So isn't that nice to have only one person in the world in your corner?
The one parent who lets you get away with murder while the rest of the world doesn't want to be around you because you are so selfish, arrogant and entitled.
While so many come on thinking they would never call a four year old child running around a restaurant and being loud and disrespectful to everyone, a "brat" I'm sorry but I don't believe them! I'll bet two thirds of those who condemned the behavior have done it themselves (referred to such a child as a brat). And few people like to be around a child they consider to be a brat.
This is reality. But the bigger reality is the adults are the ones who need to take action to reign in that behavior.

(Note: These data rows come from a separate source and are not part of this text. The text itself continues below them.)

//! # Gamepad Sampler
//!
//! Polls a physical gamepad at a fixed cadence and turns its stick positions
//! into control vectors.
//!
//! ## Layout
//!
//! Snapshots use the standard gamepad layout:
//!
//! | Index | Axis | Index | Button |
//! |-------|------|-------|--------|
//! | 0 | Left stick X | 0-3 | Face buttons (S, E, W, N) |
//! | 1 | Left stick Y | 4-7 | Shoulders and triggers |
//! | 2 | Right stick X | 8 | Select / Share |
//! | 3 | Right stick Y | 9 | Start / Options |
//! | | | 10-11 | Stick clicks |
//! | | | 12-15 | D-Pad |
//! | | | 16 | Home / PS |
//!
//! ## Control Mapping
//!
//! The axis mapping is part of the contract with the steered device and is
//! applied after the deadzone, with every axis inverted:
//!
//! | Output | Source |
//! |--------|--------|
//! | `lx` | `-axes[1]` (left stick Y) |
//! | `ly` | `-axes[0]` (left stick X) |
//! | `rx` | `-axes[3]` (right stick Y) |
//! | `ry` | `-axes[2]` (right stick X) |

use tracing::{debug, info};

use super::InputSource;
use crate::control::{ControlVector, Deadzone};

/// Number of axes in a snapshot.
pub const AXIS_COUNT: usize = 4;
/// Number of buttons in a snapshot.
pub const BUTTON_COUNT: usize = 17;
/// Start / Options button index.
pub const BUTTON_START: usize = 9;

/// Raw state of one gamepad at one instant.
///
/// Axes are normalized to `-1.0..=1.0` by the provider; no deadzone has been
/// applied yet.
#[derive(Debug, Clone, Copy, PartialEq, Default)]
pub struct GamepadSnapshot {
    pub axes: [f32; AXIS_COUNT],
    pub buttons: [bool; BUTTON_COUNT],
}

impl GamepadSnapshot {
    /// Returns whether `index` is pressed. Unknown indices read as released.
    #[must_use]
    pub fn is_pressed(&self, index: usize) -> bool {
        self.buttons.get(index).copied().unwrap_or(false)
    }
}

/// Access to whichever gamepad is currently present.
///
/// `None` means there is no device right now. Providers recover on their own
/// when a device appears.
#[cfg_attr(test, mockall::automock)]
pub trait GamepadProvider: Send {
    fn poll(&mut self) -> Option<GamepadSnapshot>;
}

/// Receiver of fullscreen requests from the gamepad.
#[cfg_attr(test, mockall::automock)]
pub trait PresentationControl: Send {
    fn set_fullscreen(&mut self, fullscreen: bool);
}

/// Presentation sink for headless use: records requests in the log.
#[derive(Debug, Default)]
pub struct LoggingPresentation;

impl PresentationControl for LoggingPresentation {
    fn set_fullscreen(&mut self, fullscreen: bool) {
        info!("Fullscreen {}", if fullscreen { "requested" } else { "exit requested" });
    }
}

/// Press-edge detector that flips a fullscreen flag once per button press.
///
/// Holding the button does not repeat the toggle; it must be released first.
///
/// # Examples
///
/// ```
/// use teleop_link::input::gamepad::FullscreenToggle;
///
/// let mut toggle = FullscreenToggle::default();
/// assert_eq!(toggle.update(true), Some(true));   // press: enter
/// assert_eq!(toggle.update(true), None);         // held
/// assert_eq!(toggle.update(false), None);        // release
/// assert_eq!(toggle.update(true), Some(false));  // press: exit
/// ```
#[derive(Debug, Clone, Default)]
pub struct FullscreenToggle {
    fullscreen: bool,
    button_down: bool,
}

impl FullscreenToggle {
    /// Feeds the current button level; returns the new fullscreen state on a
    /// press edge.
    pub fn update(&mut self, pressed: bool) -> Option<bool> {
        if !pressed {
            self.button_down = false;
            return None;
        }
        if self.button_down {
            return None;
        }
        self.button_down = true;
        self.fullscreen = !self.fullscreen;
        Some(self.fullscreen)
    }

    /// Current fullscreen flag.
    #[must_use]
    pub fn is_fullscreen(&self) -> bool {
        self.fullscreen
    }

    /// Clears both the flag and the held-button tracking.
    pub fn reset(&mut self) {
        *self = Self::default();
    }
}

/// Maps a raw snapshot to a control vector using the fixed axis permutation.
///
/// # Examples
///
/// ```
/// use teleop_link::control::{ControlVector, Deadzone};
/// use teleop_link::input::gamepad::{map_snapshot, GamepadSnapshot};
///
/// let mut snap = GamepadSnapshot::default();
/// snap.axes = [0.5, -1.0, 0.1, 0.3];
///
/// let v = map_snapshot(&snap, Deadzone::new(0.2)?);
/// assert_eq!(v, ControlVector::new(1.0, -0.5, -0.3, 0.0));
/// # Ok::<(), Box<dyn std::error::Error>>(())
/// ```
#[must_use]
pub fn map_snapshot(snapshot: &GamepadSnapshot, deadzone: Deadzone) -> ControlVector {
    let [a0, a1, a2, a3] = snapshot.axes.map(|a| deadzone.apply(a));
    ControlVector::new(-a1, -a0, -a3, -a2)
}

/// Polled gamepad input source.
pub struct GamepadSampler {
    provider: Box<dyn GamepadProvider>,
    presentation: Box<dyn PresentationControl>,
    deadzone: Deadzone,
    fullscreen_button: usize,
    toggle: FullscreenToggle,
    attached: bool,
    device_present: bool,
}

impl GamepadSampler {
    /// Creates a sampler over `provider`.
    ///
    /// # Arguments
    ///
    /// * `provider` - Gamepad access
    /// * `presentation` - Receiver of fullscreen toggles
    /// * `deadzone` - Applied to every raw axis
    /// * `fullscreen_button` - Button index that toggles fullscreen
    pub fn new(
        provider: Box<dyn GamepadProvider>,
        presentation: Box<dyn PresentationControl>,
        deadzone: Deadzone,
        fullscreen_button: usize,
    ) -> Self {
        Self {
            provider,
            presentation,
            deadzone,
            fullscreen_button,
            toggle: FullscreenToggle::default(),
            attached: false,
            device_present: false,
        }
    }

    /// The configured deadzone.
    #[must_use]
    pub fn deadzone(&self) -> Deadzone {
        self.deadzone
    }
}

impl InputSource for GamepadSampler {
    fn name(&self) -> &'static str {
        "gamepad"
    }

    fn attach(&mut self) {
        self.toggle.reset();
        self.attached = true;
    }

    fn sample(&mut self) -> Option<ControlVector> {
        if !self.attached {
            return None;
        }

        let Some(snapshot) = self.provider.poll() else {
            if self.device_present {
                info!("Gamepad disconnected");
                self.device_present = false;
            }
            return None;
        };
        if !self.device_present {
            info!("Gamepad available");
            self.device_present = true;
        }

        if let Some(fullscreen) = self.toggle.update(snapshot.is_pressed(self.fullscreen_button)) {
            debug!("Fullscreen button pressed, fullscreen = {}", fullscreen);
            self.presentation.set_fullscreen(fullscreen);
        }

        Some(map_snapshot(&snapshot, self.deadzone))
    }

    fn detach(&mut self) {
        self.attached = false;
    }
}

#[cfg(test)]
mod tests {
    use super::*;
    use mockall::predicate::eq;
    use mockall::Sequence;

    fn snapshot(axes: [f32; 4], start: bool) -> GamepadSnapshot {
        let mut buttons = [false; BUTTON_COUNT];
        buttons[BUTTON_START] = start;
        GamepadSnapshot { axes, buttons }
    }

    fn sampler_with(
        snapshots: Vec<Option<GamepadSnapshot>>,
        presentation: MockPresentationControl,
    ) -> GamepadSampler {
        let mut provider = MockGamepadProvider::new();
        let mut queue = snapshots.into_iter();
        provider.expect_poll().returning(move || queue.next().flatten());
        GamepadSampler::new(
            Box::new(provider),
            Box::new(presentation),
            Deadzone::new(0.2).unwrap(),
            BUTTON_START,
        )
    }

    #[test]
    fn test_axis_permutation_and_inversion() {
        let snap = snapshot([0.3, 0.4, 0.5, 0.6], false);
        let v = map_snapshot(&snap, Deadzone::NONE);
        assert_eq!(v, ControlVector::new(-0.4, -0.3, -0.6, -0.5));
    }

    #[test]
    fn test_deadzone_applied_before_inversion() {
        let snap = snapshot([-0.19, 0.19, -0.21, 0.21], false);
        let v = map_snapshot(&snap, Deadzone::new(0.2).unwrap());
        assert_eq!(v, ControlVector::new(0.0, 0.0, -0.21, 0.21));
        assert!(v.lx.is_sign_positive());
    }

    #[test]
    fn test_full_deflection() {
        let snap = snapshot([1.0, -1.0, -1.0, 1.0], false);
        let v = map_snapshot(&snap, Deadzone::new(0.2).unwrap());
        assert_eq!(v, ControlVector::new(1.0, -1.0, -1.0, 1.0));
    }

    #[test]
    fn test_not_attached_yields_nothing() {
        let mut sampler = sampler_with(vec![], MockPresentationControl::new());
        assert_eq!(sampler.sample(), None);
    }

    #[test]
    fn test_missing_device_is_not_an_error() {
        let mut sampler = sampler_with(
            vec![Some(snapshot([0.0, 0.5, 0.0, 0.0], false)), None, None],
            MockPresentationControl::new(),
        );
        sampler.attach();
        assert_eq!(sampler.sample(), Some(ControlVector::new(-0.5, 0.0, 0.0, 0.0)));
        assert_eq!(sampler.sample(), None);
        assert_eq!(sampler.sample(), None);
    }

    #[test]
    fn test_held_button_toggles_once() {
        let mut presentation = MockPresentationControl::new();
        presentation.expect_set_fullscreen().with(eq(true)).times(1).return_const(());

        let mut sampler = sampler_with(
            vec![
                Some(snapshot([0.0; 4], true)),
                Some(snapshot([0.0; 4], true)),
                Some(snapshot([0.0; 4], true)),
            ],
            presentation,
        );
        sampler.attach();
        for _ in 0..3 {
            assert_eq!(sampler.sample(), Some(ControlVector::NEUTRAL));
        }
    }

    #[test]
    fn test_press_release_press_toggles_twice() {
        let mut seq = Sequence::new();
        let mut presentation = MockPresentationControl::new();
        presentation
            .expect_set_fullscreen()
            .with(eq(true))
            .times(1)
            .in_sequence(&mut seq)
            .return_const(());
        presentation
            .expect_set_fullscreen()
            .with(eq(false))
            .times(1)
            .in_sequence(&mut seq)
            .return_const(());

        let mut sampler = sampler_with(
            vec![
                Some(snapshot([0.0; 4], true)),
                Some(snapshot([0.0; 4], false)),
                Some(snapshot([0.0; 4], true)),
            ],
            presentation,
        );
        sampler.attach();
        for _ in 0..3 {
            sampler.sample();
        }
    }

    #[test]
    fn test_toggle_independent_of_axis_changes() {
        let mut presentation = MockPresentationControl::new();
        presentation.expect_set_fullscreen().times(1).return_const(());

        let mut sampler = sampler_with(
            vec![
                Some(snapshot([0.0, 0.9, 0.0, 0.0], true)),
                Some(snapshot([0.0, 0.5, 0.0, 0.0], true)),
            ],
            presentation,
        );
        sampler.attach();
        assert_eq!(sampler.sample(), Some(ControlVector::new(-0.9, 0.0, 0.0, 0.0)));
        assert_eq!(sampler.sample(), Some(ControlVector::new(-0.5, 0.0, 0.0, 0.0)));
    }

    #[test]
    fn test_toggle_state_machine() {
        let mut toggle = FullscreenToggle::default();
        assert!(!toggle.is_fullscreen());
        assert_eq!(toggle.update(false), None);
        assert_eq!(toggle.update(true), Some(true));
        assert!(toggle.is_fullscreen());
        assert_eq!(toggle.update(true), None);
        assert_eq!(toggle.update(false), None);
        assert_eq!(toggle.update(true), Some(false));
        toggle.reset();
        assert!(!toggle.is_fullscreen());
    }

    #[test]
    fn test_unknown_button_index_reads_released() {
        let snap = snapshot([0.0; 4], true);
        assert!(snap.is_pressed(BUTTON_START));
        assert!(!snap.is_pressed(99));
    }
}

I agree children need love and affection but they also need discipline and boundaries. His wife refuses. THAT is the problem. In time, it won't be just Bulldozer who will think she is a brat.
Everyone will, relatives, others kids at school, teachers, and more. So it will adversely affect her relationships and be far more damaging than what is immediately obvious. But somewhere, somehow, when this child has problems in school, we are all going to say it is because her mommy remarried too soon and didn't rush the four year old to counseling, and her step-dad didn't like her and made excuses to get away instead of being around her. It is far from the whole picture.
[This message edited by Bobbi_sue at 9:26 AM, May 22nd (Wednesday)]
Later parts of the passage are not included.